I don’t use theories of science in a planned manner. It all happens organically. I am an avid reader and read almost anything I can lay my hands on. This opens up a huge universe of information. I often accidentally come across really interesting theories and facts which I end up using in one of my scripts. For example, I recently came to know of a very interesting research related to perfumes. I am already thinking about using this theory somewhere. However, whatever concept I use, I prefer to explain everything clearly so that laymen can enjoy the narrative. In RRS3, though the processes of the impossible crimes are quite complicated, if you think about them, you will realise that they comprise really simple elements that we see around us in day-to-day life. This is what makes the processes relatable and enjoyable.

In RRS3 you show a device with a bullet that dates back to 1908. Tell us about it and how did you come across it?

This is a joke that refers to a traditional Indian weapon called Gupti. A Gupti used to have a dagger or swordstick completely hidden inside a wooden case. It resembles a harmless wooden cane or walking stick. The device used in this scene is a modern Gupti, which involves a timer-based bullet-firing mechanism hidden inside a cigarette case. Guptis used to be quite popular once upon a time, but have lost relevance today. That is why Mora (Saurav Das) feels proud that he has witnessed a rare case of a death caused by a Gupti.

How important is research work to your script-writing process?

Research is of tremendous importance to any writer’s script-writing process I feel. As an audience I am in awe of the terrific research and hard work some of my contemporaries are putting into their work. In case of the kind of stories I am trying to tell, finding research material itself is a tremendous task. I am a huge fan of pulp literature and impossible crimes. However, books of these genres are extremely rare and difficult to find.

How did you get the idea of a rat sending out information from a jail?
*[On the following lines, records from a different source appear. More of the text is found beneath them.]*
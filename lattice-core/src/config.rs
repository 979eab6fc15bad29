//! LATTICE client configuration. Parses a TOML document into a strongly
//! typed structure and supports hot-reload via the `notify` crate,
//! mirroring the config-watch pattern used across the rest of the stack.

use notify::{Event, EventKind, RecommendedWatcher, RecursiveMode, Result as NotifyResult, Watcher};
use serde::Deserialize;
use std::{fs, path::Path, sync::Arc};
use tokio::sync::watch;

use crate::error::{Error, Result};
use crate::types::{Endpoint, ProbePath};

fn default_samples_per_endpoint() -> u32 {
    5
}
fn default_spacing_ms() -> u64 {
    100
}
fn default_timeout_ms() -> u64 {
    500
}
fn default_interval_seconds() -> u64 {
    30
}
fn default_output_path() -> String {
    "lattice.jsonl".to_string()
}
fn default_physics_mismatch_threshold_ms() -> f64 {
    5.0
}

/// The LATTICE client config document (spec §6).
#[derive(Debug, Clone, Deserialize)]
#[serde(default, rename_all = "camelCase")]
pub struct ClientConfig {
    pub secret_hex: Option<String>,
    pub endpoints: Vec<Endpoint>,
    pub probe_paths: Vec<ProbePath>,
    #[serde(default = "default_samples_per_endpoint")]
    pub samples_per_endpoint: u32,
    #[serde(default = "default_spacing_ms")]
    pub spacing_ms: u64,
    #[serde(default = "default_timeout_ms")]
    pub timeout_ms: u64,
    #[serde(default = "default_interval_seconds")]
    pub interval_seconds: u64,
    #[serde(default)]
    pub pacing_spin_us: u64,
    #[serde(default = "default_output_path")]
    pub output_path: String,
    pub claimed_egress_region: Option<String>,
    #[serde(default = "default_physics_mismatch_threshold_ms")]
    pub physics_mismatch_threshold_ms: f64,
}

impl Default for ClientConfig {
    fn default() -> Self {
        Self {
            secret_hex: None,
            endpoints: Vec::new(),
            probe_paths: Vec::new(),
            samples_per_endpoint: default_samples_per_endpoint(),
            spacing_ms: default_spacing_ms(),
            timeout_ms: default_timeout_ms(),
            interval_seconds: default_interval_seconds(),
            pacing_spin_us: 0,
            output_path: default_output_path(),
            claimed_egress_region: None,
            physics_mismatch_threshold_ms: default_physics_mismatch_threshold_ms(),
        }
    }
}

impl ClientConfig {
    /// Load and validate a config file, collecting every per-field error
    /// rather than failing on the first one (spec §7: `config-invalid`
    /// carries "a list of per-field errors").
    pub fn from_file<P: AsRef<Path>>(path: P) -> Result<Self> {
        let data = fs::read_to_string(&path)?;
        let cfg: ClientConfig = toml::from_str(&data)?;
        cfg.validate()?;
        Ok(cfg)
    }

    /// Alias kept for symmetry with callers that expect a `load` entry
    /// point rather than `from_file`.
    pub fn load<P: AsRef<Path>>(path: P) -> Result<Self> {
        Self::from_file(path)
    }

    fn validate(&self) -> Result<()> {
        let mut errors = Vec::new();

        if self.endpoints.is_empty() {
            errors.push("endpoints: must contain at least one endpoint".to_string());
        }
        let mut seen_ids = std::collections::HashSet::new();
        for ep in &self.endpoints {
            if ep.id.is_empty() {
                errors.push("endpoints[].id: must not be empty".to_string());
            }
            if !seen_ids.insert(ep.id.clone()) {
                errors.push(format!("endpoints[].id: duplicate id '{}'", ep.id));
            }
            if ep.host.is_empty() {
                errors.push(format!("endpoints[{}].host: must not be empty", ep.id));
            }
            if ep.port == 0 {
                errors.push(format!("endpoints[{}].port: must be non-zero", ep.id));
            }
        }
        if self.samples_per_endpoint == 0 {
            errors.push("samplesPerEndpoint: must be > 0".to_string());
        }
        if self.timeout_ms == 0 {
            errors.push("timeoutMs: must be > 0".to_string());
        }
        if self.interval_seconds == 0 {
            errors.push("intervalSeconds: must be > 0".to_string());
        }
        if self.output_path.is_empty() {
            errors.push("outputPath: must not be empty".to_string());
        }

        if errors.is_empty() {
            Ok(())
        } else {
            Err(Error::config_fields(errors))
        }
    }

    /// Watch the configuration file for changes and receive updates
    /// through a `watch` channel. Each reload re-validates and, per spec
    /// §3's immutability invariant, publishes an entirely new
    /// `Arc<ClientConfig>` rather than mutating the previous one.
    pub fn watch_file<P: AsRef<Path>>(
        path: P,
    ) -> Result<(Arc<ClientConfig>, watch::Receiver<Arc<ClientConfig>>)> {
        let path_buf = path.as_ref().to_path_buf();
        let initial = Arc::new(Self::from_file(&path_buf)?);
        let path_in_closure = path_buf.clone();
        let (tx, rx) = watch::channel(initial.clone());

        let mut watcher: RecommendedWatcher =
            notify::recommended_watcher(move |res: NotifyResult<Event>| {
                if let Ok(event) = res {
                    if matches!(event.kind, EventKind::Modify(_)) {
                        match Self::from_file(&path_in_closure) {
                            Ok(updated) => {
                                let _ = tx.send(Arc::new(updated));
                            }
                            Err(e) => {
                                tracing::warn!("config reload rejected: {e}");
                            }
                        }
                    }
                }
            })
            .map_err(|e| Error::ConfigInvalid(e.to_string()))?;

        watcher
            .watch(&path_buf, RecursiveMode::NonRecursive)
            .map_err(|e| Error::ConfigInvalid(e.to_string()))?;
        // The watcher must outlive this call; leak it for the process
        // lifetime rather than threading a guard type through callers.
        std::mem::forget(watcher);

        Ok((initial, rx))
    }
}

#[cfg(test)]
mod tests {
    use super::*;
    use std::io::Write;

    fn write_config(contents: &str) -> tempfile::NamedTempFile {
        let mut f = tempfile::NamedTempFile::new().expect("tempfile");
        f.write_all(contents.as_bytes()).expect("write");
        f
    }

    #[test]
    fn minimal_valid_config_loads() {
        let f = write_config(
            r#"
            secretHex = "30313233343536373839616263646566"
            [[endpoints]]
            id = "a"
            host = "localhost"
            port = 9000
            "#,
        );
        let cfg = ClientConfig::from_file(f.path()).expect("should load");
        assert_eq!(cfg.endpoints.len(), 1);
        assert_eq!(cfg.samples_per_endpoint, 5);
    }

    #[test]
    fn empty_endpoints_rejected_with_field_error() {
        let f = write_config("outputPath = \"x.jsonl\"\n");
        match ClientConfig::from_file(f.path()) {
            Err(Error::ConfigFields { field_errors }) => {
                assert!(field_errors.iter().any(|e| e.contains("endpoints")));
            }
            other => panic!("expected ConfigFields error, got {other:?}"),
        }
    }

    #[test]
    fn duplicate_endpoint_ids_rejected() {
        let f = write_config(
            r#"
            [[endpoints]]
            id = "a"
            host = "h1"
            port = 1
            [[endpoints]]
            id = "a"
            host = "h2"
            port = 2
            "#,
        );
        match ClientConfig::from_file(f.path()) {
            Err(Error::ConfigFields { field_errors }) => {
                assert!(field_errors.iter().any(|e| e.contains("duplicate")));
            }
            other => panic!("expected ConfigFields error, got {other:?}"),
        }
    }
}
This idea came from a cult classic pulp story The Problem of Cell 13, written by the American mystery writer Jacques Futrelle. I have taken inspiration from this story and added other elements of my own to make it more contemporary and practical.

How did you shoot the scenes?

We had no idea how to shoot with a rat. Doing VFX was too expensive and impossible. Working with an actual wild rat was not an option of course. We contacted numerous pet stores all across the city and came to know of a domesticated animal called Gerbil, which looks very similar to rats. We arranged for gerbils. But, unfortunately, the day before the shoot we realised that the supplier caught Covid and could not provide the animals. We panicked and even planned to use a toy mouse. However, luckily, at the last moment we came to know that one of our colleagues, Sentu, had quite a few pet rats. He saved the day and brought us a couple of extremely tame, well-mannered pet rats, who were a breeze to shoot with. We took all safety precautions to ensure that the rats were safe and unharmed. There was a vet present on set as well.

Without giving away spoilers, how does a candle fire a bullet?

Well, each cartridge has a small charge (made of gunpowder) at its back portion. When you pull the trigger of a gun, a spring mechanism hammers a metal firing pin into the back end of the cartridge, generating heat which ignites the small explosive charge, in turn, firing the bullet. Now, this mechanism can be activated by heating the back end of the cartridge using a candle or any heat source. This will not be instantaneous and will take time. But, eventually, the heat will cause the charge to explode, igniting the propellant and firing the bullet. In case of a short distance, in an enclosed space with no significant air resistance, the bullet will indeed travel in an almost straight line and hit a desired target if placed properly. I got the idea while researching impossible crimes and studying the mechanism of firing bullets.

In episode 4 of RRS3, we have given tribute to the sub-genre ‘locked room murder’ and have shown four different ways of committing the perfect murder.